Due: 2024-04-16 at 11:59pm Turn your .html file in on Canvas

Getting started

Go to RStudio Pro and click:

Step 1. File > New Project
Step 2. “Version Control”
Step 3. Git
Step 4. Copy the following into the “Repository URL”:

https://github.com/sta-112-s24/lab-06-logistic-regression.git

Set up

We will use two packages, tidyverse and Stat2Data. Additionally, if you need to create an empirical logit plot, below is example code to do so:

library(tidyverse)
library(Stat2Data)
data(MedGPA)
# you can change ngroups as you see necessary, this is kind of like setting the number of bins in a histogram
emplogitplot1(Acceptance ~ GPA, data = MedGPA, ngroups = 5)

Exercises

We are analyzing the Leukemia data from the Stat2Data package. Be sure to learn about the data and variables. We are doing inference on a model predicting whether the patient responded to treatment from Age.
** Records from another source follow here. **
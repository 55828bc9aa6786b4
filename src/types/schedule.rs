// SPDX-License-Identifier: MPL-2.0
// This Source Code Form is subject to the terms of the Mozilla Public
// License, v. 2.0. If a copy of the MPL was not distributed with this
// file, You can obtain one at https://mozilla.org/MPL/2.0/.

//! Weekly activity schedule used in [`HubMode::Scheduled`](crate::types::HubMode).
//!
//! On the wire each bound is a 24-hour `"HH:MM"` string. The firmware is
//! strict about the payload shape, so [`Schedule::to_wire_payload`] always
//! emits the same four keys, in the same order, without whitespace.

use std::fmt;

use chrono::{NaiveTime, Timelike};
use serde::Serialize;
use serde_json::Value;

use crate::error::ParseError;

/// Wire format of a schedule bound.
const HM_FORMAT: &str = "%H:%M";

/// Activity windows for weekdays and weekends.
///
/// Bounds are kept at minute precision; seconds are dropped on construction.
///
/// # Examples
///
/// ```
/// use chrono::NaiveTime;
/// use hackerpet::types::Schedule;
///
/// let hm = |h, m| NaiveTime::from_hms_opt(h, m, 0).unwrap();
/// let schedule = Schedule::new(hm(7, 30), hm(18, 0), hm(9, 0), hm(16, 0));
///
/// assert_eq!(
///     schedule.to_wire_payload(),
///     r#"{"weekday_from":"07:30","weekday_to":"18:00","weekend_from":"09:00","weekend_to":"16:00"}"#
/// );
/// ```
#[derive(Debug, Clone, Copy, PartialEq, Eq, Hash, Serialize)]
pub struct Schedule {
    weekday_from: NaiveTime,
    weekday_to: NaiveTime,
    weekend_from: NaiveTime,
    weekend_to: NaiveTime,
}

impl Schedule {
    /// Creates a schedule from four times of day.
    #[must_use]
    pub fn new(
        weekday_from: NaiveTime,
        weekday_to: NaiveTime,
        weekend_from: NaiveTime,
        weekend_to: NaiveTime,
    ) -> Self {
        Self {
            weekday_from: truncate_to_minute(weekday_from),
            weekday_to: truncate_to_minute(weekday_to),
            weekend_from: truncate_to_minute(weekend_from),
            weekend_to: truncate_to_minute(weekend_to),
        }
    }

    /// Parses the four schedule fields of a hub payload.
    ///
    /// # Errors
    ///
    /// Returns `ParseError::MissingField` if a key is absent,
    /// `ParseError::UnexpectedType` if it is not a string, and
    /// `ParseError::Time` if it is not a valid `"HH:MM"` time.
    pub fn from_wire(payload: &Value) -> Result<Self, ParseError> {
        Ok(Self::new(
            parse_bound(payload, "weekday_from")?,
            parse_bound(payload, "weekday_to")?,
            parse_bound(payload, "weekend_from")?,
            parse_bound(payload, "weekend_to")?,
        ))
    }

    /// Start of the weekday window.
    #[must_use]
    pub const fn weekday_from(&self) -> NaiveTime {
        self.weekday_from
    }

    /// End of the weekday window.
    #[must_use]
    pub const fn weekday_to(&self) -> NaiveTime {
        self.weekday_to
    }

    /// Start of the weekend window.
    #[must_use]
    pub const fn weekend_from(&self) -> NaiveTime {
        self.weekend_from
    }

    /// End of the weekend window.
    #[must_use]
    pub const fn weekend_to(&self) -> NaiveTime {
        self.weekend_to
    }

    /// Returns the compact JSON body expected by `set_schedule`.
    #[must_use]
    pub fn to_wire_payload(&self) -> String {
        serde_json::json!({
            "weekday_from": format_hm(self.weekday_from),
            "weekday_to": format_hm(self.weekday_to),
            "weekend_from": format_hm(self.weekend_from),
            "weekend_to": format_hm(self.weekend_to),
        })
        .to_string()
    }
}

impl fmt::Display for Schedule {
    fn fmt(&self, f: &mut fmt::Formatter<'_>) -> fmt::Result {
        write!(
            f,
            "schedule: weekdays {} - {}; weekends {} - {}",
            format_hm(self.weekday_from),
            format_hm(self.weekday_to),
            format_hm(self.weekend_from),
            format_hm(self.weekend_to),
        )
    }
}

fn format_hm(time: NaiveTime) -> String {
    time.format(HM_FORMAT).to_string()
}

fn truncate_to_minute(time: NaiveTime) -> NaiveTime {
    time.with_second(0)
        .and_then(|t| t.with_nanosecond(0))
        .unwrap_or(time)
}

fn parse_bound(payload: &Value, field: &'static str) -> Result<NaiveTime, ParseError> {
    let raw = payload
        .get(field)
        .ok_or(ParseError::MissingField(field))?
        .as_str()
        .ok_or(ParseError::UnexpectedType {
            field,
            expected: "string",
        })?;
    NaiveTime::parse_from_str(raw, HM_FORMAT).map_err(|source| ParseError::Time {
        field,
        value: raw.to_string(),
        source,
    })
}

#[cfg(test)]
mod tests {
    use serde_json::json;

    use super::*;

    fn hm(h: u32, m: u32) -> NaiveTime {
        NaiveTime::from_hms_opt(h, m, 0).unwrap()
    }

    #[test]
    fn wire_payload_is_compact_and_ordered() {
        let schedule = Schedule::new(hm(9, 0), hm(16, 0), hm(9, 5), hm(23, 59));
        assert_eq!(
            schedule.to_wire_payload(),
            r#"{"weekday_from":"09:00","weekday_to":"16:00","weekend_from":"09:05","weekend_to":"23:59"}"#
        );
    }

    #[test]
    fn wire_round_trip() {
        let schedule = Schedule::new(hm(6, 15), hm(20, 45), hm(0, 0), hm(12, 30));
        let payload: Value = serde_json::from_str(&schedule.to_wire_payload()).unwrap();
        assert_eq!(Schedule::from_wire(&payload).unwrap(), schedule);
    }

    #[test]
    fn seconds_are_dropped() {
        let with_seconds = NaiveTime::from_hms_opt(8, 10, 42).unwrap();
        let schedule = Schedule::new(with_seconds, hm(9, 0), hm(9, 0), hm(9, 0));
        assert_eq!(schedule.weekday_from(), hm(8, 10));
    }

    #[test]
    fn from_wire_errors() {
        let missing = json!({"weekday_from": "09:00", "weekday_to": "16:00", "weekend_from": "09:00"});
        assert!(matches!(
            Schedule::from_wire(&missing),
            Err(ParseError::MissingField("weekend_to"))
        ));

        let bad_time = json!({
            "weekday_from": "25:00",
            "weekday_to": "16:00",
            "weekend_from": "09:00",
            "weekend_to": "16:00"
        });
        assert!(matches!(
            Schedule::from_wire(&bad_time),
            Err(ParseError::Time {
                field: "weekday_from",
                ..
            })
        ));

        let wrong_type = json!({
            "weekday_from": 900,
            "weekday_to": "16:00",
            "weekend_from": "09:00",
            "weekend_to": "16:00"
        });
        assert!(matches!(
            Schedule::from_wire(&wrong_type),
            Err(ParseError::UnexpectedType { .. })
        ));
    }

    #[test]
    fn display() {
        let schedule = Schedule::new(hm(9, 0), hm(16, 0), hm(10, 0), hm(14, 0));
        assert_eq!(
            schedule.to_string(),
            "schedule: weekdays 09:00 - 16:00; weekends 10:00 - 14:00"
        );
    }
}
  1. Describe the data (number of observations, what the observations are, number of variables, what the variables are, and whether there is any missing data).

  2. Run the following code to drop Time (the survival time) and Status (an indicator for whether the patient survived), from your dataset.

Leukemia <- Leukemia |>
  select(-Time, -Status)
  1. We are interested in whether age at diagnosis influences the probability of responding to treatment. I propose that the differential percentage of blasts, the percentage of absolute marrow leukemia infiltrate and the highest temperature of the patient prior to treatment in degrees Fahrenheit are important to control for when assessing the relationship between age at diagnosis and the probability of responding to treatment. Write out the equation for the generic model we would fit to assess this relationship.

  2. Fit the model proposed in Exercise 3. Check that this model fits the assumption(s) for logistic regression, particularly focusing on the Age variable. Be sure to include a figure to demonstrate the fit of the assumptions for the Age variable.

  3. Report the coefficient for Age as well as the associated odds ratio with a 95% confidence interval. Interpret this in the context of this data.